Records for this exercise:
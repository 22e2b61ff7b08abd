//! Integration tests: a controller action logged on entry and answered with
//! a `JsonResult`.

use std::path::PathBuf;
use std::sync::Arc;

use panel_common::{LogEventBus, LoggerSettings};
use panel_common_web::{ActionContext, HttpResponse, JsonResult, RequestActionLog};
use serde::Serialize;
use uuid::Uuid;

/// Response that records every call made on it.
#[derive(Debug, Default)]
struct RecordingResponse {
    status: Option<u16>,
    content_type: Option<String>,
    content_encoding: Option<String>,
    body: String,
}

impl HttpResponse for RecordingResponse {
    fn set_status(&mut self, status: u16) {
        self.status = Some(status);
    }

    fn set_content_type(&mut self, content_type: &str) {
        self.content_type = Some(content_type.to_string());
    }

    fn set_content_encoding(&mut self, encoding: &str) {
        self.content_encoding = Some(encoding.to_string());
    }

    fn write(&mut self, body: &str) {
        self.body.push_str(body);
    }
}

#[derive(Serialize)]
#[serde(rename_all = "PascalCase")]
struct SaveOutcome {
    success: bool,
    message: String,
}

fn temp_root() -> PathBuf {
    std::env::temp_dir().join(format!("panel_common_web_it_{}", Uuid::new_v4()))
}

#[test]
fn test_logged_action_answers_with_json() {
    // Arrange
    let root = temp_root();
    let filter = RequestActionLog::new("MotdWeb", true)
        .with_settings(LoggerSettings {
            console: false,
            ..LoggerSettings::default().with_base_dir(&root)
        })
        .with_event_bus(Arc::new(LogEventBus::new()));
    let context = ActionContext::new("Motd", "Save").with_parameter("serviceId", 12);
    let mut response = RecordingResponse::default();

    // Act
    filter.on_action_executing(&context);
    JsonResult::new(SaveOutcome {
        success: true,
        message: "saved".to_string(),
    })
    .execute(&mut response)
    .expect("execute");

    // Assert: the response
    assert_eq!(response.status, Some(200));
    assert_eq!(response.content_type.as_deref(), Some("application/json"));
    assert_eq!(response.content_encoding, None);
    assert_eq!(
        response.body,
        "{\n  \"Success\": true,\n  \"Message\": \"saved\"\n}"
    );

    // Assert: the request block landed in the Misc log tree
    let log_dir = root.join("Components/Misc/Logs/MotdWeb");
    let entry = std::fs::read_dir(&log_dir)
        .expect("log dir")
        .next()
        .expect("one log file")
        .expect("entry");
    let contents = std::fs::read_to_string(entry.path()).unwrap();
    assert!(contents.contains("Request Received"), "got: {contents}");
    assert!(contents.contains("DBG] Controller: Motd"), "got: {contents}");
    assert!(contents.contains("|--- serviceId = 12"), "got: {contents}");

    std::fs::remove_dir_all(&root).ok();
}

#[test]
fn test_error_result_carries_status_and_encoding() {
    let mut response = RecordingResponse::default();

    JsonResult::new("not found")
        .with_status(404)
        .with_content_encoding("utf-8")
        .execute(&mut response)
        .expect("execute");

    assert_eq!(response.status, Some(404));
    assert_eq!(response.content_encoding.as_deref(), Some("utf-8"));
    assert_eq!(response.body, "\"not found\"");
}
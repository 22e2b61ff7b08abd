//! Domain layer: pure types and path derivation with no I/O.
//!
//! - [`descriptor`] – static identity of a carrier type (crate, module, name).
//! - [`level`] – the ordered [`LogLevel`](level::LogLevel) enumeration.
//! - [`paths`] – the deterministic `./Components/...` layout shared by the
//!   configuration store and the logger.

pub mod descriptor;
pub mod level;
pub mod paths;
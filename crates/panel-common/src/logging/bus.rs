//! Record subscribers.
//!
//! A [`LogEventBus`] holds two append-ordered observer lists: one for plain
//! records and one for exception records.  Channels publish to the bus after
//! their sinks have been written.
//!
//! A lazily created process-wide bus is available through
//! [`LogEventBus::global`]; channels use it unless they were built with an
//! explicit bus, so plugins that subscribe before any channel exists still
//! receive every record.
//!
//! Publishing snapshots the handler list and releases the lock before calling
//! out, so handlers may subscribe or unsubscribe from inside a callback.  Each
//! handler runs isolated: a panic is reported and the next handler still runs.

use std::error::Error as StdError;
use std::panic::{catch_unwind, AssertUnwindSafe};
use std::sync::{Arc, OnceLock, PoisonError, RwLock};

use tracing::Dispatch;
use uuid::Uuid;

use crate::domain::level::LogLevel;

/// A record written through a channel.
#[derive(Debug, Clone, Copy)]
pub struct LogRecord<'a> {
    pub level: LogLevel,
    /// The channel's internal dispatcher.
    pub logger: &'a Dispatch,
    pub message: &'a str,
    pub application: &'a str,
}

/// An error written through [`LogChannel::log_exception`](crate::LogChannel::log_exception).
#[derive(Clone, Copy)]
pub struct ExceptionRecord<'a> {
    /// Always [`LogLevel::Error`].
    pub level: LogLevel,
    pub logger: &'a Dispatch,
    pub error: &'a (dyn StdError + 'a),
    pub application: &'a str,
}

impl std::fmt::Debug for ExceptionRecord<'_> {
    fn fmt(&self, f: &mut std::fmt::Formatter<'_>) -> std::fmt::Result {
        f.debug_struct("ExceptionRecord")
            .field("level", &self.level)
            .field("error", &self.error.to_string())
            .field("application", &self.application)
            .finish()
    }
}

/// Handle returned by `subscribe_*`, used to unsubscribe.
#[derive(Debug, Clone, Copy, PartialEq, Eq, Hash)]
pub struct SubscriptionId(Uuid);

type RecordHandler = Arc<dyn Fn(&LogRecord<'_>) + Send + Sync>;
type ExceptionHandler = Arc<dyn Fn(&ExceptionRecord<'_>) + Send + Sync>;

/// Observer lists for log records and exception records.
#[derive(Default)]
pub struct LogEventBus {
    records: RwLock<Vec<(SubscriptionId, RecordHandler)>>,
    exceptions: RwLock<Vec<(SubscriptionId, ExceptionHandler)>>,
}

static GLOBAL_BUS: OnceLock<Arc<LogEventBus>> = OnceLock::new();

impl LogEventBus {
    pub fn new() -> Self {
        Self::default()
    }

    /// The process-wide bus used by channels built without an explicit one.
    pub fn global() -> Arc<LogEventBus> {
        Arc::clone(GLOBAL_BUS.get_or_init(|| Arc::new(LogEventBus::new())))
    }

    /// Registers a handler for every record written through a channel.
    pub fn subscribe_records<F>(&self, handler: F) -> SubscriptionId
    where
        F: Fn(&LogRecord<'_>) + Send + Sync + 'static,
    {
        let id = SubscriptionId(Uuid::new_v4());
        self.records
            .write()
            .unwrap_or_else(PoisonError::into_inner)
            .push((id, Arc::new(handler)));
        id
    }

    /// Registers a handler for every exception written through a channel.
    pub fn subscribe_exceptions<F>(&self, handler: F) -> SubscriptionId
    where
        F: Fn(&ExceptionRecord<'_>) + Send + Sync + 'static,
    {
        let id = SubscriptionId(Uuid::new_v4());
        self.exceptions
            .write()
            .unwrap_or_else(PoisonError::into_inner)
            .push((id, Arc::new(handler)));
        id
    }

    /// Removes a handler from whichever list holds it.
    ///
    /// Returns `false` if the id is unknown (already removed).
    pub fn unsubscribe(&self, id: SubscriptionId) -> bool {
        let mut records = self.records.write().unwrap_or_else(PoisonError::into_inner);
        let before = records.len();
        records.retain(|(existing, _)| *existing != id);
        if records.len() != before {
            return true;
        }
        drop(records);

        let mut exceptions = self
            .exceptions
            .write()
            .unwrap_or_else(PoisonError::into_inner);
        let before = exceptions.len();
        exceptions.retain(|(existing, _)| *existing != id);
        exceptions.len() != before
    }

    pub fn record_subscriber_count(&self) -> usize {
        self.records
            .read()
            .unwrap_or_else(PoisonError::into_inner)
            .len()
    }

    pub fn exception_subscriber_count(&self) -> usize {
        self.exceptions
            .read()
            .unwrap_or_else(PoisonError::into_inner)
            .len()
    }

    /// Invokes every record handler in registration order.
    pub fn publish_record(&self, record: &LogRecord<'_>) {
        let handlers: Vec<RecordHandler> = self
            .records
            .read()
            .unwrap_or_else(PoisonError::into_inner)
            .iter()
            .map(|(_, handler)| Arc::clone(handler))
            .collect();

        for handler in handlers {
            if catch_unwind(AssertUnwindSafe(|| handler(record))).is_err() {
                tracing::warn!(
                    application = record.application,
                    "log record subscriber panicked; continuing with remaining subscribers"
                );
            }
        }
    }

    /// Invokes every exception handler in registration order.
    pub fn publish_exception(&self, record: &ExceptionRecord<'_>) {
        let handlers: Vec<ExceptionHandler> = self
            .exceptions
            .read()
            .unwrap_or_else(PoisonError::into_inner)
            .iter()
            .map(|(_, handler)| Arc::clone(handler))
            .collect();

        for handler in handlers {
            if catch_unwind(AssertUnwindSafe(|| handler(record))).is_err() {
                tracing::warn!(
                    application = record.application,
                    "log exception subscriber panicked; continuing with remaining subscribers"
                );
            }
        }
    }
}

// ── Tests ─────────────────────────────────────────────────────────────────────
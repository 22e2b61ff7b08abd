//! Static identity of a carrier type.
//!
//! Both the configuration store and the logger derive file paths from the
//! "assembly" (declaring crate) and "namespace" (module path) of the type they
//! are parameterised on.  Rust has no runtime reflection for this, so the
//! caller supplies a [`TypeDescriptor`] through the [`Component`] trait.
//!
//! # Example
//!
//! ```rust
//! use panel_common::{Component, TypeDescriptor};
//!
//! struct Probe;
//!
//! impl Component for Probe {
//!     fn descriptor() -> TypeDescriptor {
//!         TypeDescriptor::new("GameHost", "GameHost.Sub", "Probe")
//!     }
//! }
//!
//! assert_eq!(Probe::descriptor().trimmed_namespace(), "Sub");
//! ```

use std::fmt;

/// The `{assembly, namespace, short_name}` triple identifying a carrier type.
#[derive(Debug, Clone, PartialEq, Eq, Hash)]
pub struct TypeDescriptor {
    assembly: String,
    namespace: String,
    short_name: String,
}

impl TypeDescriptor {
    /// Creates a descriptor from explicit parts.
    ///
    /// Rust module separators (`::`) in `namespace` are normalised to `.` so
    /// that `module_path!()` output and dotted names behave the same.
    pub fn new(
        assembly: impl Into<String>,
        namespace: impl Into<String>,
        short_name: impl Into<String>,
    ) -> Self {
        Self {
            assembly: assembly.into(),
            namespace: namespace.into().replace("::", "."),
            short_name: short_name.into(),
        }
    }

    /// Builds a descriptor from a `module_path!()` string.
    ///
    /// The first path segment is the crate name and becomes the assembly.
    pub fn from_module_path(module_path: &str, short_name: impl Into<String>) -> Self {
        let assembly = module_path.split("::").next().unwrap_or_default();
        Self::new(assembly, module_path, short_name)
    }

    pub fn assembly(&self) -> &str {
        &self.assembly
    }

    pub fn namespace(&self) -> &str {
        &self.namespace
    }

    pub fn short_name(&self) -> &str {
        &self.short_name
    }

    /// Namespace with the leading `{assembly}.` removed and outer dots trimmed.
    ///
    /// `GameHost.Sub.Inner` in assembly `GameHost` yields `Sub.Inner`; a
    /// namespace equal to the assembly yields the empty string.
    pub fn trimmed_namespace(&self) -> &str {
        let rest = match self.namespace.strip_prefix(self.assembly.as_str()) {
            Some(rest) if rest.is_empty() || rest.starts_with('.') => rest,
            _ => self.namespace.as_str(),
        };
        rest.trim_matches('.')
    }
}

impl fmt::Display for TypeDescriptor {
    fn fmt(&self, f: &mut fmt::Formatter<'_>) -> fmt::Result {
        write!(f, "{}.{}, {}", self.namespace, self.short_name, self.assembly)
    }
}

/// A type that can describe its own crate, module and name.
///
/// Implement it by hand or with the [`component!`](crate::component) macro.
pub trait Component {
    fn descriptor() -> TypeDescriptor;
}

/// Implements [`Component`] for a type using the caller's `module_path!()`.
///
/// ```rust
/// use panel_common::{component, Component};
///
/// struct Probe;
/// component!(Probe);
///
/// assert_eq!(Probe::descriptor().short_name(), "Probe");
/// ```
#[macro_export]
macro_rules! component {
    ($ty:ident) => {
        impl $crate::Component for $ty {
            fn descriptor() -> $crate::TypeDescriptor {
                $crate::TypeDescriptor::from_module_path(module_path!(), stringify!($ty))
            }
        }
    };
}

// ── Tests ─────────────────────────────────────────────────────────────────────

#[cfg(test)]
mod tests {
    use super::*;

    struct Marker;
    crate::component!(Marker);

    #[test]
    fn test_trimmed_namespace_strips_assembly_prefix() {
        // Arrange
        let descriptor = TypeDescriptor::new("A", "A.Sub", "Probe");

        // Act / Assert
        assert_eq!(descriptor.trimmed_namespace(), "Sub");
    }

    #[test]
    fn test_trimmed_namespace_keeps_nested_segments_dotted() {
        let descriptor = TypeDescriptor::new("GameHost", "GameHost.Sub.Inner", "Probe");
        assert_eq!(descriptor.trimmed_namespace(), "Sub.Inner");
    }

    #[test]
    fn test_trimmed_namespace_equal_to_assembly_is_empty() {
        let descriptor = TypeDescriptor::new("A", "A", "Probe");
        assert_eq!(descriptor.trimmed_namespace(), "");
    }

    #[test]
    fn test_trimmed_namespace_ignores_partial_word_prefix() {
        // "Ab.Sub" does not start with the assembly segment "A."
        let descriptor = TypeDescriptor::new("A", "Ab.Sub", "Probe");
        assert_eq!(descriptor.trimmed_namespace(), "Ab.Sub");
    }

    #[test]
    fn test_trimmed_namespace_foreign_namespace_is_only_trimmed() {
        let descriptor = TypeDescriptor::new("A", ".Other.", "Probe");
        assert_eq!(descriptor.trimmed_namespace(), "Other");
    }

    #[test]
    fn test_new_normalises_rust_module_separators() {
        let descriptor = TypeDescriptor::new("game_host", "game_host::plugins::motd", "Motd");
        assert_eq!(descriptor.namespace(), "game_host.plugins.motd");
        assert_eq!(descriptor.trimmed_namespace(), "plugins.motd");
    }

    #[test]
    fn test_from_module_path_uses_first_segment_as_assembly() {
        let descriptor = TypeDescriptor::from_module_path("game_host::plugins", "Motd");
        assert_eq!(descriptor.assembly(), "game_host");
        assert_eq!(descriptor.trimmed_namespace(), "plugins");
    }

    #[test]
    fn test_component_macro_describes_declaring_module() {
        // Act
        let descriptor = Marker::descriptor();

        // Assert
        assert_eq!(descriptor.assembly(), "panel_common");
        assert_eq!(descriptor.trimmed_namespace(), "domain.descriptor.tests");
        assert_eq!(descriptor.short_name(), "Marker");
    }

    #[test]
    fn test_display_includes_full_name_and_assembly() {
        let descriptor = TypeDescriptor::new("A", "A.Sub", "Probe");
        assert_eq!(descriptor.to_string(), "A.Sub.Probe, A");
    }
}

Task statement:
Repeat exactly the lines above from the one with "pub fn subscribe_exceptions<F>(&self, handler: F)" up to and including the one with "pub fn publish_record(&self, record: &LogRecord<'_>)". No other line belongs in the reply.

Response below:
    pub fn subscribe_exceptions<F>(&self, handler: F) -> SubscriptionId
    where
        F: Fn(&ExceptionRecord<'_>) + Send + Sync + 'static,
    {
        let id = SubscriptionId(Uuid::new_v4());
        self.exceptions
            .write()
            .unwrap_or_else(PoisonError::into_inner)
            .push((id, Arc::new(handler)));
        id
    }

    /// Removes a handler from whichever list holds it.
    ///
    /// Returns `false` if the id is unknown (already removed).
    pub fn unsubscribe(&self, id: SubscriptionId) -> bool {
        let mut records = self.records.write().unwrap_or_else(PoisonError::into_inner);
        let before = records.len();
        records.retain(|(existing, _)| *existing != id);
        if records.len() != before {
            return true;
        }
        drop(records);

        let mut exceptions = self
            .exceptions
            .write()
            .unwrap_or_else(PoisonError::into_inner);
        let before = exceptions.len();
        exceptions.retain(|(existing, _)| *existing != id);
        exceptions.len() != before
    }

    pub fn record_subscriber_count(&self) -> usize {
        self.records
            .read()
            .unwrap_or_else(PoisonError::into_inner)
            .len()
    }

    pub fn exception_subscriber_count(&self) -> usize {
        self.exceptions
            .read()
            .unwrap_or_else(PoisonError::into_inner)
            .len()
    }

    /// Invokes every record handler in registration order.
    pub fn publish_record(&self, record: &LogRecord<'_>) {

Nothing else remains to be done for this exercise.